What is required: Please copy each line from the entries that contains the string "MailConfig".

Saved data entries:
···

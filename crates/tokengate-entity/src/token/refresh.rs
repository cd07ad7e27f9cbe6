//! Refresh token row.

use chrono::{DateTime, Utc};
use serde::{Deserialize, Serialize};
use sqlx::FromRow;
use uuid::Uuid;

/// A persisted refresh token. Rows are deactivated, never deleted.
#[derive(Debug, Clone, Serialize, Deserialize, FromRow)]
pub struct RefreshToken {
    /// Row identifier.
    pub id: Uuid,
    /// Owning user.
    pub user_id: Uuid,
    /// The signed token value (unique).
    pub token: String,
    /// Whether the token may still be exchanged.
    pub is_active: bool,
    /// When the row was created.
    pub created_at: DateTime<Utc>,
    /// When the embedded token expires.
    pub expires_at: DateTime<Utc>,
}

impl RefreshToken {
    /// Whether the row can still be exchanged at `now`.
    pub fn is_usable_at(&self, now: DateTime<Utc>) -> bool {
        self.is_active && self.expires_at > now
    }
}

/// Data required to persist a freshly minted refresh token.
#[derive(Debug, Clone)]
pub struct NewRefreshToken {
    /// Owning user.
    pub user_id: Uuid,
    /// The signed token value.
    pub token: String,
    /// When the embedded token expires.
    pub expires_at: DateTime<Utc>,
}
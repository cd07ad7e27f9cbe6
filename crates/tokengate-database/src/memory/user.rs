//! In-memory user repository guarded by a Tokio lock.

use std::collections::HashMap;
use std::sync::Arc;

use async_trait::async_trait;
use chrono::{DateTime, Utc};
use tokio::sync::RwLock;
use uuid::Uuid;

use tokengate_core::error::AppError;
use tokengate_core::result::AppResult;
use tokengate_entity::user::{CreateUser, UpdateProfile, User};

use crate::repositories::UserRepository;

/// In-memory [`UserRepository`] enforcing the same uniqueness rules as the
/// database schema.
#[derive(Debug, Clone, Default)]
pub struct MemoryUserRepository {
    users: Arc<RwLock<HashMap<Uuid, User>>>,
}

impl MemoryUserRepository {
    /// Creates an empty repository.
    pub fn new() -> Self {
        Self::default()
    }

    /// Overwrite a stored user wholesale.
    pub async fn put(&self, user: User) {
        self.users.write().await.insert(user.id, user);
    }

    async fn modify<F>(&self, user_id: Uuid, apply: F) -> AppResult<User>
    where
        F: FnOnce(&mut User) + Send,
    {
        let mut users = self.users.write().await;
        let user = users
            .get_mut(&user_id)
            .ok_or_else(|| AppError::not_found(format!("User {user_id} not found")))?;
        apply(user);
        user.updated_at = Utc::now();
        Ok(user.clone())
    }
}

#[async_trait]
impl UserRepository for MemoryUserRepository {
    async fn find_by_id(&self, id: Uuid) -> AppResult<Option<User>> {
        Ok(self.users.read().await.get(&id).cloned())
    }

    async fn find_by_username(&self, username: &str) -> AppResult<Option<User>> {
        Ok(self
            .users
            .read()
            .await
            .values()
            .find(|u| u.username == username)
            .cloned())
    }

    async fn find_by_email(&self, email: &str) -> AppResult<Option<User>> {
        Ok(self
            .users
            .read()
            .await
            .values()
            .find(|u| u.email.eq_ignore_ascii_case(email))
            .cloned())
    }

    async fn create(&self, data: &CreateUser) -> AppResult<User> {
        let mut users = self.users.write().await;

        if users.values().any(|u| u.username == data.username) {
            return Err(AppError::conflict("username already used"));
        }
        if users.values().any(|u| u.email.eq_ignore_ascii_case(&data.email)) {
            return Err(AppError::conflict("email already used"));
        }

        let now = Utc::now();
        let user = User {
            id: Uuid::new_v4(),
            username: data.username.clone(),
            email: data.email.clone(),
            password_hash: data.password_hash.clone(),
            first_name: data.first_name.clone(),
            last_name: data.last_name.clone(),
            phone_number: data.phone_number.clone(),
            birth_date: data.birth_date,
            is_active: true,
            email_verified: false,
            last_password_change_at: now,
            created_at: now,
            updated_at: now,
        };
        users.insert(user.id, user.clone());
        Ok(user)
    }

    async fn update_profile(&self, data: &UpdateProfile) -> AppResult<User> {
        let data = data.clone();
        self.modify(data.id, move |user| {
            if data.first_name.is_some() {
                user.first_name = data.first_name;
            }
            if data.last_name.is_some() {
                user.last_name = data.last_name;
            }
            if data.phone_number.is_some() {
                user.phone_number = data.phone_number;
            }
            if data.birth_date.is_some() {
                user.birth_date = data.birth_date;
            }
        })
        .await
    }

    async fn update_password(
        &self,
        user_id: Uuid,
        password_hash: &str,
        changed_at: DateTime<Utc>,
    ) -> AppResult<()> {
        let password_hash = password_hash.to_string();
        self.modify(user_id, move |user| {
            user.password_hash = password_hash;
            user.last_password_change_at = changed_at;
        })
        .await
        .map(|_| ())
    }

    async fn set_active(&self, user_id: Uuid, active: bool) -> AppResult<()> {
        self.modify(user_id, move |user| user.is_active = active)
            .await
            .map(|_| ())
    }

    async fn mark_email_verified(&self, user_id: Uuid) -> AppResult<()> {
        self.modify(user_id, |user| user.email_verified = true)
            .await
            .map(|_| ())
    }
}
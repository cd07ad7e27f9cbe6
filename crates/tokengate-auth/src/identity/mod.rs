//! Bearer token to authenticated principal.

pub mod resolver;

pub use resolver::{IdentityResolver, Principal};
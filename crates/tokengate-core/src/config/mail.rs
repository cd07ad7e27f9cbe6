//! Outbound mail configuration.

use serde::{Deserialize, Serialize};

/// Settings for password-reset and verification mail.
#[derive(Debug, Clone, Serialize, Deserialize)]
pub struct MailConfig {
    /// Whether mail is dispatched at all.
    #[serde(default = "default_true")]
    pub enabled: bool,
    /// Public base URL that emailed links point at.
    #[serde(default = "default_base_url")]
    pub base_url: String,
    /// Sender address.
    #[serde(default = "default_from")]
    pub from_address: String,
    /// SMTP relay host. Empty means messages are only logged.
    #[serde(default)]
    pub server: String,
    /// SMTP server port.
    #[serde(default = "default_port")]
    pub port: u16,
    /// Use STARTTLS.
    #[serde(default = "default_true")]
    pub use_tls: bool,
    /// SMTP username.
    #[serde(default)]
    pub username: String,
    /// SMTP password.
    #[serde(default, skip_serializing)]
    pub password: String,
    /// Deadline for one SMTP exchange.
    #[serde(default = "default_timeout")]
    pub timeout_seconds: u64,
}

impl MailConfig {
    /// Whether an SMTP relay is configured.
    pub fn uses_smtp(&self) -> bool {
        !self.server.trim().is_empty()
    }
}

impl Default for MailConfig {
    fn default() -> Self {
        Self {
            enabled: default_true(),
            base_url: default_base_url(),
            from_address: default_from(),
            server: String::new(),
            port: default_port(),
            use_tls: default_true(),
            username: String::new(),
            password: String::new(),
            timeout_seconds: default_timeout(),
        }
    }
}

fn default_true() -> bool {
    true
}

fn default_base_url() -> String {
    "http://localhost:3000".to_string()
}

fn default_from() -> String {
    "no-reply@localhost".to_string()
}

fn default_port() -> u16 {
    587
}

fn default_timeout() -> u64 {
    10
}
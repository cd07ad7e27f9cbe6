//! Account services.

pub mod recovery;
pub mod service;

pub use recovery::{RecoveryService, VerificationStatus};
pub use service::{Registration, UserService};
//! Shared test helpers for integration tests.

#![allow(dead_code)]

use std::net::SocketAddr;
use std::sync::Arc;
use std::time::Duration;

use async_trait::async_trait;
use axum::Router;
use axum::body::Body;
use axum::extract::ConnectInfo;
use axum::http::{Request, StatusCode};
use serde_json::{Value, json};
use tokio::sync::Mutex;
use tower::ServiceExt;

use tokengate_api::{AppState, Backends, build_app, build_state};
use tokengate_cache::CacheManager;
use tokengate_core::config::AppConfig;
use tokengate_core::result::AppResult;
use tokengate_core::traits::Mailer;
use tokengate_database::memory::{MemoryRefreshTokenRepository, MemoryUserRepository};

/// A message the application tried to send.
#[derive(Debug, Clone)]
pub struct SentMail {
    /// `password_reset` or `account_confirmation`.
    pub kind: &'static str,
    /// Recipient.
    pub to: String,
    /// The link in the message.
    pub link: String,
}

/// Mailer that keeps every message in memory.
#[derive(Debug, Clone, Default)]
pub struct CapturingMailer {
    sent: Arc<Mutex<Vec<SentMail>>>,
}

#[async_trait]
impl Mailer for CapturingMailer {
    async fn send_password_reset_email(&self, email: &str, reset_link: &str) -> AppResult<()> {
        self.sent.lock().await.push(SentMail {
            kind: "password_reset",
            to: email.to_string(),
            link: reset_link.to_string(),
        });
        Ok(())
    }

    async fn send_account_confirmation_email(
        &self,
        email: &str,
        verify_link: &str,
    ) -> AppResult<()> {
        self.sent.lock().await.push(SentMail {
            kind: "account_confirmation",
            to: email.to_string(),
            link: verify_link.to_string(),
        });
        Ok(())
    }
}

/// Test application context
pub struct TestApp {
    /// The Axum router for making test requests
    pub router: Router,
    /// Shared state, for reaching components directly
    pub state: AppState,
    /// Refresh token rows
    pub refresh_rows: MemoryRefreshTokenRepository,
    /// Outgoing mail
    pub mailer: CapturingMailer,
}

impl TestApp {
    /// Create a new test application on in-memory backends.
    pub async fn new() -> Self {
        Self::with_config(|_| {}).await
    }

    /// Create a test application after adjusting the test configuration.
    pub async fn with_config(adjust: impl FnOnce(&mut AppConfig)) -> Self {
        let mut config = AppConfig::default();
        config.database.url = "memory".to_string();
        config.auth.jwt_secret = "integration-test-secret".to_string();
        config.auth.password_min_score = 0;
        config.auth.argon2_memory_kib = 64;
        config.auth.argon2_iterations = 1;
        config.rate_limit.enabled = false;
        config.mail.base_url = "http://app.test".to_string();
        adjust(&mut config);

        let cache = Arc::new(
            CacheManager::new(&config.cache)
                .await
                .expect("Failed to init cache"),
        );
        let users = MemoryUserRepository::new();
        let refresh_rows = MemoryRefreshTokenRepository::new();
        let mailer = CapturingMailer::default();

        let state = build_state(
            config,
            Backends {
                user_repo: Arc::new(users),
                refresh_repo: Arc::new(refresh_rows.clone()),
                cache,
                mailer: Arc::new(mailer.clone()),
                db_pool: None,
            },
        )
        .expect("Failed to build state");

        Self {
            router: build_app(state.clone()),
            state,
            refresh_rows,
            mailer,
        }
    }

    /// Register an account through the API.
    pub async fn register(&self, username: &str, password: &str) -> TestResponse {
        self.request(
            "POST",
            "/api/auth/register",
            Some(json!({
                "username": username,
                "email": format!("{username}@example.com"),
                "password": password,
            })),
            None,
        )
        .await
    }

    /// Register an account and fail the test if that is refused.
    pub async fn create_test_user(&self, username: &str, password: &str) -> String {
        let response = self.register(username, password).await;
        assert_eq!(
            response.status,
            StatusCode::CREATED,
            "register failed: {}",
            response.body
        );
        response.body["data"]["id"]
            .as_str()
            .expect("No user id")
            .to_string()
    }

    /// Log in and return the full response.
    pub async fn login_response(&self, username: &str, password: &str) -> TestResponse {
        self.request(
            "POST",
            "/api/auth/login",
            Some(json!({ "username": username, "password": password })),
            None,
        )
        .await
    }

    /// Log in and return the access token.
    pub async fn login(&self, username: &str, password: &str) -> String {
        let response = self.login_response(username, password).await;
        assert_eq!(response.status, StatusCode::OK, "login failed: {}", response.body);
        response.body["data"]["access_token"]
            .as_str()
            .expect("No access token in response")
            .to_string()
    }

    /// Wait for background mail dispatch and return what was sent.
    pub async fn sent_mail(&self, expected: usize) -> Vec<SentMail> {
        for _ in 0..100 {
            let sent = self.mailer.sent.lock().await.clone();
            if sent.len() >= expected {
                return sent;
            }
            tokio::time::sleep(Duration::from_millis(10)).await;
        }
        self.mailer.sent.lock().await.clone()
    }

    /// Make an HTTP request to the test app
    pub async fn request(
        &self,
        method: &str,
        path: &str,
        body: Option<Value>,
        token: Option<&str>,
    ) -> TestResponse {
        self.request_with_headers(method, path, body, token, &[])
            .await
    }

    /// Make an HTTP request with extra headers
    pub async fn request_with_headers(
        &self,
        method: &str,
        path: &str,
        body: Option<Value>,
        token: Option<&str>,
        headers: &[(&str, &str)],
    ) -> TestResponse {
        let body_str = body
            .map(|b| serde_json::to_string(&b).expect("Failed to serialize body"))
            .unwrap_or_default();

        let mut req = Request::builder()
            .method(method)
            .uri(path)
            .header("Content-Type", "application/json");

        if let Some(token) = token {
            req = req.header("Authorization", format!("Bearer {token}"));
        }
        for (name, value) in headers {
            req = req.header(*name, *value);
        }

        let req = req
            .body(Body::from(body_str))
            .expect("Failed to build request");

        self.send(req).await
    }

    /// Send a request as if it arrived over a connection from `peer`.
    pub async fn request_from_peer(
        &self,
        peer: &str,
        method: &str,
        path: &str,
        body: Option<Value>,
        headers: &[(&str, &str)],
    ) -> TestResponse {
        let body_str = body
            .map(|b| serde_json::to_string(&b).expect("Failed to serialize body"))
            .unwrap_or_default();

        let mut req = Request::builder()
            .method(method)
            .uri(path)
            .header("Content-Type", "application/json");
        for (name, value) in headers {
            req = req.header(*name, *value);
        }

        let mut req = req
            .body(Body::from(body_str))
            .expect("Failed to build request");
        let addr: SocketAddr = peer.parse().expect("Invalid peer address");
        req.extensions_mut().insert(ConnectInfo(addr));

        self.send(req).await
    }

    async fn send(&self, req: Request<Body>) -> TestResponse {
        let response = self
            .router
            .clone()
            .oneshot(req)
            .await
            .expect("Failed to send request");

        let status = response.status();
        let www_authenticate = response
            .headers()
            .get("www-authenticate")
            .and_then(|v| v.to_str().ok())
            .map(String::from);
        let body_bytes = axum::body::to_bytes(response.into_body(), 1024 * 1024)
            .await
            .expect("Failed to read body");

        let body: Value = serde_json::from_slice(&body_bytes).unwrap_or(Value::Null);

        TestResponse {
            status,
            body,
            www_authenticate,
        }
    }
}

/// Token carried in an emailed link.
pub fn link_token(link: &str) -> String {
    link.split("token=")
        .nth(1)
        .expect("Link has no token")
        .to_string()
}

/// Response from a test request
#[derive(Debug)]
pub struct TestResponse {
    /// HTTP status code
    pub status: StatusCode,
    /// Parsed JSON body
    pub body: Value,
    /// `WWW-Authenticate` header, if any
    pub www_authenticate: Option<String>,
}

···

Response:
pub struct MailConfig {
impl MailConfig {
impl Default for MailConfig {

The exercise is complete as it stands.